5.3. BoNT-A Treatment

Following our usual clinical practice, to relieve upper limb spastic dystonia each patient was considered for possible BoNT-A treatment. In those patients deemed candidates for treatment, incobotulinumtoxin-A (Merz Pharma GmbH & Co, Frankfurt am Main Germany) was injected in the hypertonic muscles of the upper limb under ultrasound guidance. The muscles to be injected and toxin doses were determined in each single patient, according to the clinical picture, with the aim to reduce disability due to muscle hypertonia and/or pain, and to evaluate possible effects on pain itself.

5.4. Statistical Analysis

We used the Statistical Package for the Social Sciences (SPSS), SPSS Italia, Bologna, Italy, for all analyses. The Mann-Whitney test was used to assess the effect of gender (male/female), stroke type (ischemic/hemorrhagic) and the affected-body side (right or left) on PNRS scores.
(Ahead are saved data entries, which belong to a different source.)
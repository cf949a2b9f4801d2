use anyhow::{Context, Result, anyhow, bail};
use directories::ProjectDirs;
use serde::{Deserialize, Serialize};
use std::{collections::HashSet, fs, path::PathBuf, time::Duration};

use crate::model::{AlertRule, City};

/// Environment variable that overrides the stored API key.
pub const API_KEY_ENV: &str = "WEATHER_MONITOR_API_KEY";

pub const DEFAULT_BASE_URL: &str = "https://api.openweathermap.org";
pub const DEFAULT_POLL_INTERVAL_SECS: u64 = 5 * 60;
pub const DEFAULT_REQUEST_TIMEOUT_SECS: u64 = 10;

/// Top-level configuration stored on disk.
///
/// Example TOML:
/// ```toml
/// api_key = "..."
/// poll_interval_secs = 300
///
/// [alert]
/// type = "temperature"
/// threshold = 35.0
///
/// [[cities]]
/// id = 1
/// name = "Delhi"
/// lat = 28.7041
/// lon = 77.1025
/// ```
#[derive(Debug, Clone, Serialize, Deserialize)]
#[serde(default)]
pub struct Config {
    /// OpenWeather API key.
    pub api_key: Option<String>,

    /// Scheme and host of the weather endpoint, without the `/data/2.5/weather` path.
    pub base_url: String,

    pub poll_interval_secs: u64,

    pub request_timeout_secs: u64,

    /// Cap on the alert log. `None` keeps every alert for the lifetime of the process.
    pub max_alerts: Option<usize>,

    /// Rule active when the dashboard starts.
    pub alert: AlertRule,

    pub cities: Vec<City>,
}

impl Default for Config {
    fn default() -> Self {
        Self {
            api_key: None,
            base_url: DEFAULT_BASE_URL.to_string(),
            poll_interval_secs: DEFAULT_POLL_INTERVAL_SECS,
            request_timeout_secs: DEFAULT_REQUEST_TIMEOUT_SECS,
            max_alerts: None,
            alert: AlertRule::default(),
            cities: default_cities(),
        }
    }
}

/// The six Indian metros monitored out of the box.
pub fn default_cities() -> Vec<City> {
    vec![
        City::new(1, "Delhi", 28.7041, 77.1025),
        City::new(2, "Mumbai", 19.0760, 72.8777),
        City::new(3, "Chennai", 13.0827, 80.2707),
        City::new(4, "Bangalore", 12.9716, 77.5946),
        City::new(5, "Kolkata", 22.5726, 88.3639),
        City::new(6, "Hyderabad", 17.3850, 78.4867),
    ]
}

impl Config {
    /// Load config from disk, or return the defaults if it doesn't exist yet.
    pub fn load() -> Result<Self> {
        let path = Self::config_file_path()?;
        if !path.exists() {
            return Ok(Self::default());
        }

        let contents = fs::read_to_string(&path)
            .with_context(|| format!("Failed to read config file: {}", path.display()))?;

        Self::from_toml_str(&contents)
            .with_context(|| format!("Failed to parse config file: {}", path.display()))
    }

    pub fn from_toml_str(contents: &str) -> Result<Self> {
        let cfg: Config = toml::from_str(contents).context("Invalid configuration TOML")?;
        cfg.validate()?;
        Ok(cfg)
    }

    /// Save config to disk, creating parent directories as needed.
    pub fn save(&self) -> Result<()> {
        let path = Self::config_file_path()?;

        if let Some(parent) = path.parent() {
            fs::create_dir_all(parent).with_context(|| {
                format!("Failed to create config directory: {}", parent.display())
            })?;
        }

        let toml =
            toml::to_string_pretty(self).context("Failed to serialize configuration to TOML")?;

        fs::write(&path, toml)
            .with_context(|| format!("Failed to write config file: {}", path.display()))?;

        Ok(())
    }

    /// Path to the config file.
    pub fn config_file_path() -> Result<PathBuf> {
        let dirs = ProjectDirs::from("dev", "weather-monitor", "weather-monitor")
            .ok_or_else(|| anyhow!("Could not determine platform config directory"))?;

        Ok(dirs.config_dir().join("config.toml"))
    }

    pub fn validate(&self) -> Result<()> {
        if self.cities.is_empty() {
            bail!("No cities configured; add at least one [[cities]] entry.");
        }

        let mut seen = HashSet::new();
        for city in &self.cities {
            if !seen.insert(city.id) {
                bail!("Duplicate city id {} ({}) in configuration.", city.id, city.name);
            }
        }

        if self.poll_interval_secs == 0 {
            bail!("poll_interval_secs must be greater than zero.");
        }

        if self.request_timeout_secs == 0 {
            bail!("request_timeout_secs must be greater than zero.");
        }

        Ok(())
    }

    /// Returns the API key, preferring the environment over the stored value.
    pub fn api_key(&self) -> Result<String> {
        if let Ok(key) = std::env::var(API_KEY_ENV) {
            if !key.trim().is_empty() {
                return Ok(key);
            }
        }

        self.stored_api_key().map(str::to_owned).ok_or_else(|| {
            anyhow!(
                "No API key configured.\n\
                 Hint: run `weather-monitor configure` or set {API_KEY_ENV}."
            )
        })
    }

    pub fn stored_api_key(&self) -> Option<&str> {
        self.api_key.as_deref().filter(|k| !k.trim().is_empty())
    }

    pub fn set_api_key(&mut self, api_key: String) {
        self.api_key = Some(api_key);
    }

    pub fn set_alert_rule(&mut self, rule: AlertRule) {
        self.alert = rule;
    }

    pub fn poll_interval(&self) -> Duration {
        Duration::from_secs(self.poll_interval_secs)
    }

    pub fn request_timeout(&self) -> Duration {
        Duration::from_secs(self.request_timeout_secs)
    }
}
Furthermore, the Mann–Whitney test was used to compare MAS scores in patients with high pain (NRS > 6) in comparison to those with low pain or no pain (NRS < 7). The Spearman rank test was used to correlate age and PNRS scores. The test was also used to correlate MAS and PNRS scores. The Wilcoxon signed rank test was used to calculate changes in MAS and PNRS scores between T0 and T1.